- Born: 3 July 1928 Cork, Ireland
- Died: 14 January 2008 (aged 79)
- Spouse: Dr Margaret Kennedy
- Awards: Higher doctorate, NUI travelling studentship

Academic background
- Alma mater: University College Cork (1945–1952) National University of Ireland

Academic work
- Institutions: University College Cork University of California
- Main interests: Organic chemistry, rocket chemistry, Mathematics

= Francis Leslie Scott =

Irish chemist (1928–2008)

Francis Leslie Scott MRIA (3 July 1928 – 14 January 2008) was an Irish chemist in the field of organic chemistry, though he contributed equally to the wider scientific world.

Scott began his career at University College Cork, where he published twenty-eight internationally refereed papers on organonitrogen chemistry, including several in the prestigious international journals Nature, the Journal of the American Chemical Society, The Journal of Organic Chemistry and Angewandte Chemie. He published over 100 papers during his period as professor of chemistry at UCC.

Many of Scott's students were critical to staffing Ireland's Regional Technical Colleges. Only ten percent left Ireland on a permanent basis, following Scott's hope of attracting top students and training them in the initial stage to keep them highly motivated.

==Education==
From 1945, Scott attended University College Cork first as an undergraduate, having gained first place in Ireland in both mathematics and chemistry. He completed an MSc in chemistry in 1948, graduating top of his class; in 1952, he completed a PhD on oxyiminotriazines with Professor Joseph Reilly. From 1949 to 1953 and alongside Joseph Reilly, Scott co-supervised twenty-five MSc and PhD students, including physicist Margaret Kennedy, whom he subsequently married.

Scott obtained a university entrance scholarship to National University of Ireland (NUI).

==Career==
In 1953, Scott moved to the University of California (UCLA) in Los Angeles, where he continued research with the Canadian chemist Saul Winstein. In 1954, he began working for the Pennwalt Corporation in its research division, where he examined rocket propellants and organic polymers, finishing after 6 six years in 1960; his work was highly secretive. In 1955 he was appointed a lecturer in organic chemistry at UCLA, though he continued his independent research throughout. In 1958 at the age of 30, he earned a higher doctorate (D.Sc.), the youngest NUI graduate ever to do so.

In 1960, Scott succeeded Joseph Reilly as professor of chemistry at UCC. His professorship led to significant expansion in student numbers and research publications. His research was focused mostly on the fundamental mechanisms of chemical processes, including the study of high nitrogen compounds, Heterocyclic compounds and organophosphorus species. His publications covered many areas including neighbouring group effects, reactive intermediates, sulfamic acids and halogenation.

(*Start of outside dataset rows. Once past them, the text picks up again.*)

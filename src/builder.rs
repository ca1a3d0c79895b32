//! Configuration builder for [`ShadowFlow`]
//!
//! Assembles sampling percentage, execution context, redaction strategy and
//! instance identity into one immutable engine. Redaction strategies are
//! mutually exclusive; selecting a second one fails the build. An
//! out-of-range percentage is not fatal; it disables the shadow flow and
//! logs a warning.

use crate::diff::json::JsonComparator;
use crate::diff::Comparator;
use crate::encryption::{
    AesEncryptionService, Cipher, CipherEncryptionService, EncryptionService,
    NoopEncryptionService, PublicKeyEncryptionService,
};
use crate::error::ConfigError;
use crate::executor::{ShadowExecutor, ThreadPerTaskExecutor};
use crate::flow::ShadowFlow;
use rsa::RsaPublicKey;
use serde::Serialize;
use std::sync::Arc;
use tokio::runtime::Handle;
use tracing::warn;

const DEFAULT_INSTANCE_NAME: &str = "default";

/// Builder for [`ShadowFlow`]
///
/// ```
/// use shadow_flow::ShadowFlowBuilder;
///
/// #[derive(Clone, serde::Serialize)]
/// struct Order {
///     id: u64,
/// }
///
/// let flow = ShadowFlowBuilder::<Order>::new(10)
///     .with_instance_name("orders")
///     .build()
///     .unwrap();
/// assert_eq!(flow.percentage(), 10);
/// ```
pub struct ShadowFlowBuilder<T> {
    percentage: u8,
    executor: Option<Arc<dyn ShadowExecutor>>,
    runtime: Option<Handle>,
    encryption: Option<Arc<dyn EncryptionService>>,
    comparator: Option<Arc<dyn Comparator<T>>>,
    instance_name: Option<String>,
    config_error: Option<ConfigError>,
}

impl<T> ShadowFlowBuilder<T> {
    /// Create a builder for a flow sampling `percentage` percent of calls
    ///
    /// `percentage` must be in `0..=100`; zero disables the shadow flow (the
    /// current flow always runs). A value above 100 is coerced to zero with a
    /// warning rather than failing the build.
    #[must_use]
    pub fn new(percentage: u8) -> Self {
        Self {
            percentage: validate_percentage(percentage),
            executor: None,
            runtime: None,
            encryption: None,
            comparator: None,
            instance_name: None,
            config_error: None,
        }
    }

    /// Use a custom execution context for shadow tasks
    ///
    /// The shadow flow runs the new flow, the comparison and the logging on
    /// this context so the main flow is never impacted. Defaults to an
    /// unbounded thread-per-task executor.
    #[must_use]
    pub fn with_executor(mut self, executor: impl ShadowExecutor + 'static) -> Self {
        self.executor = Some(Arc::new(executor));
        self
    }

    /// Use a specific tokio runtime for the async shadow evaluations
    ///
    /// Defaults to the runtime ambient at the call site.
    #[must_use]
    pub fn with_runtime(mut self, handle: Handle) -> Self {
        self.runtime = Some(handle);
        self
    }

    /// Log difference values encrypted with RSA-OAEP-SHA256
    ///
    /// Mutually exclusive with the other `with_*encryption*`/`with_cipher`
    /// options. The public key should be at least 2048 bits.
    #[must_use]
    pub fn with_encryption(self, public_key: RsaPublicKey) -> Self {
        self.set_encryption(Arc::new(PublicKeyEncryptionService::new(public_key)))
    }

    /// Log difference values encrypted with a caller-supplied primitive
    ///
    /// Mutually exclusive with the other encryption options.
    #[must_use]
    pub fn with_cipher(self, cipher: impl Cipher + 'static) -> Self {
        self.set_encryption(Arc::new(CipherEncryptionService::new(cipher)))
    }

    /// Log difference values encrypted with AES-256-CBC
    ///
    /// Takes a hex-encoded 32-byte key (64 characters) and 16-byte IV
    /// (32 characters); invalid key material fails the build. Mutually
    /// exclusive with the other encryption options.
    #[must_use]
    pub fn with_symmetric_encryption(mut self, key_hex: &str, iv_hex: &str) -> Self {
        match AesEncryptionService::from_hex(key_hex, iv_hex) {
            Ok(service) => self.set_encryption(Arc::new(service)),
            Err(err) => {
                self.config_error.get_or_insert(err.into());
                self
            }
        }
    }

    /// Log difference values base64-encoded but not encrypted
    ///
    /// For public or otherwise non-sensitive data only. Mutually exclusive
    /// with the other encryption options.
    #[must_use]
    pub fn with_noop_encryption(self) -> Self {
        self.set_encryption(Arc::new(NoopEncryptionService::new()))
    }

    /// Log difference values through a custom [`EncryptionService`]
    ///
    /// Mutually exclusive with the other encryption options.
    #[must_use]
    pub fn with_encryption_service(self, service: impl EncryptionService + 'static) -> Self {
        self.set_encryption(Arc::new(service))
    }

    /// Use a custom diffing capability instead of the serde-backed default
    #[must_use]
    pub fn with_comparator(mut self, comparator: impl Comparator<T> + 'static) -> Self {
        self.comparator = Some(Arc::new(comparator));
        self
    }

    /// Distinguish multiple shadow flows in one process
    ///
    /// The name ends up in every log line as `[instance=<name>]`.
    /// Defaults to `"default"`.
    #[must_use]
    pub fn with_instance_name(mut self, instance_name: impl Into<String>) -> Self {
        self.instance_name = Some(instance_name.into());
        self
    }

    fn set_encryption(mut self, service: Arc<dyn EncryptionService>) -> Self {
        if self.encryption.is_some() {
            self.config_error
                .get_or_insert(ConfigError::EncryptionAlreadyConfigured);
        } else {
            self.encryption = Some(service);
        }
        self
    }
}

impl<T> ShadowFlowBuilder<T>
where
    T: Serialize + 'static,
{
    /// Build the [`ShadowFlow`]
    ///
    /// # Errors
    /// Returns [`ConfigError`] if more than one redaction strategy was
    /// selected, or if a selected strategy failed to construct. When several
    /// configuration errors occurred, the first one recorded wins; later
    /// setters (valid or not) do not replace it.
    pub fn build(self) -> Result<ShadowFlow<T>, ConfigError> {
        if let Some(err) = self.config_error {
            return Err(err);
        }

        Ok(ShadowFlow::new(
            self.percentage,
            self.executor
                .unwrap_or_else(|| Arc::new(ThreadPerTaskExecutor::new())),
            self.runtime,
            self.encryption,
            self.comparator
                .unwrap_or_else(|| Arc::new(JsonComparator::new())),
            self.instance_name
                .unwrap_or_else(|| DEFAULT_INSTANCE_NAME.to_string()),
        ))
    }
}

fn validate_percentage(percentage: u8) -> u8 {
    if percentage > 100 {
        warn!(
            "Invalid percentage! Must be within the range of 0 and 100. Got {percentage}. \
             The shadow flow will be effectively disabled by setting it to 0%."
        );
        return 0;
    }
    percentage
}

#[cfg(test)]
mod tests {
    use super::*;
    use crate::error::EncryptionError;

    const KEY: &str = "8e57d49bbee9d8cc617ab23c83e88639cf9a14461ce6518fc5e5be33cfe5438f";
    const IV: &str = "1bb9fd3c0e5c675cc69086f13f57d5f6";

    #[derive(Clone, serde::Serialize)]
    struct Model {
        value: u32,
    }

    #[test]
    fn valid_percentage_is_kept() {
        let flow = ShadowFlowBuilder::<Model>::new(42).build().unwrap();
        assert_eq!(flow.percentage(), 42);
    }

    #[test]
    fn out_of_range_percentage_is_coerced_to_zero() {
        let flow = ShadowFlowBuilder::<Model>::new(150).build().unwrap();
        assert_eq!(flow.percentage(), 0);
    }

    #[test]
    fn boundary_percentages_are_valid() {
        assert_eq!(ShadowFlowBuilder::<Model>::new(0).build().unwrap().percentage(), 0);
        assert_eq!(
            ShadowFlowBuilder::<Model>::new(100).build().unwrap().percentage(),
            100
        );
    }

    #[test]
    fn instance_name_defaults() {
        let flow = ShadowFlowBuilder::<Model>::new(0).build().unwrap();
        assert_eq!(flow.instance_name(), "default");
    }

    #[test]
    fn two_encryption_strategies_fail_the_build() {
        let result = ShadowFlowBuilder::<Model>::new(0)
            .with_noop_encryption()
            .with_symmetric_encryption(KEY, IV)
            .build();

        assert!(matches!(
            result,
            Err(ConfigError::EncryptionAlreadyConfigured)
        ));
    }

    #[test]
    fn bad_symmetric_key_fails_the_build() {
        let result = ShadowFlowBuilder::<Model>::new(0)
            .with_symmetric_encryption("deadbeef", IV)
            .build();

        assert!(matches!(
            result,
            Err(ConfigError::InvalidEncryptionSetup(
                EncryptionError::InvalidKeyLength { expected: 64, .. }
            ))
        ));
    }

    #[test]
    fn symmetric_encryption_builds_with_valid_key_material() {
        assert!(ShadowFlowBuilder::<Model>::new(10)
            .with_symmetric_encryption(KEY, IV)
            .build()
            .is_ok());
    }

    #[test]
    fn first_configuration_error_wins() {
        // Conflict recorded first; the later invalid key does not mask it
        let result = ShadowFlowBuilder::<Model>::new(0)
            .with_noop_encryption()
            .with_noop_encryption()
            .with_symmetric_encryption("bad", "bad")
            .build();

        assert!(matches!(
            result,
            Err(ConfigError::EncryptionAlreadyConfigured)
        ));
    }
}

In 1963 he was elected a member of the Royal Irish Academy.

Scott was active in the UCC Graduates Association. Following a campaign on his behalf, he became a member of University College Cork's governing board from 1967 to 1973. During this time, he helped to fund many key physical developments. Scott was pivotal in the appointment of professors Joe Cunningham (of physical chemistry) and Brian Hathaway (of inorganic chemistry). He taught not only in his own field of organic chemistry, but also in the wider scientific world.

In the Cork area, Scott ran a series of major international conferences. The first, sponsored by The Royal Society of Chemistry in July 1964, was on organic reaction mechanisms; it attracted over 600 international devotees of industry and academia. Later conferences held were on inorganic reaction mechanism, nitrogen chemistry and sulfur chemistry. This series of conferences ensured international attention for UCC chemistry.

After the death of his wife in 1973, Scott returned to University College Cork to work with Donald J. Cram, who was later awarded the Nobel Prize in Chemistry.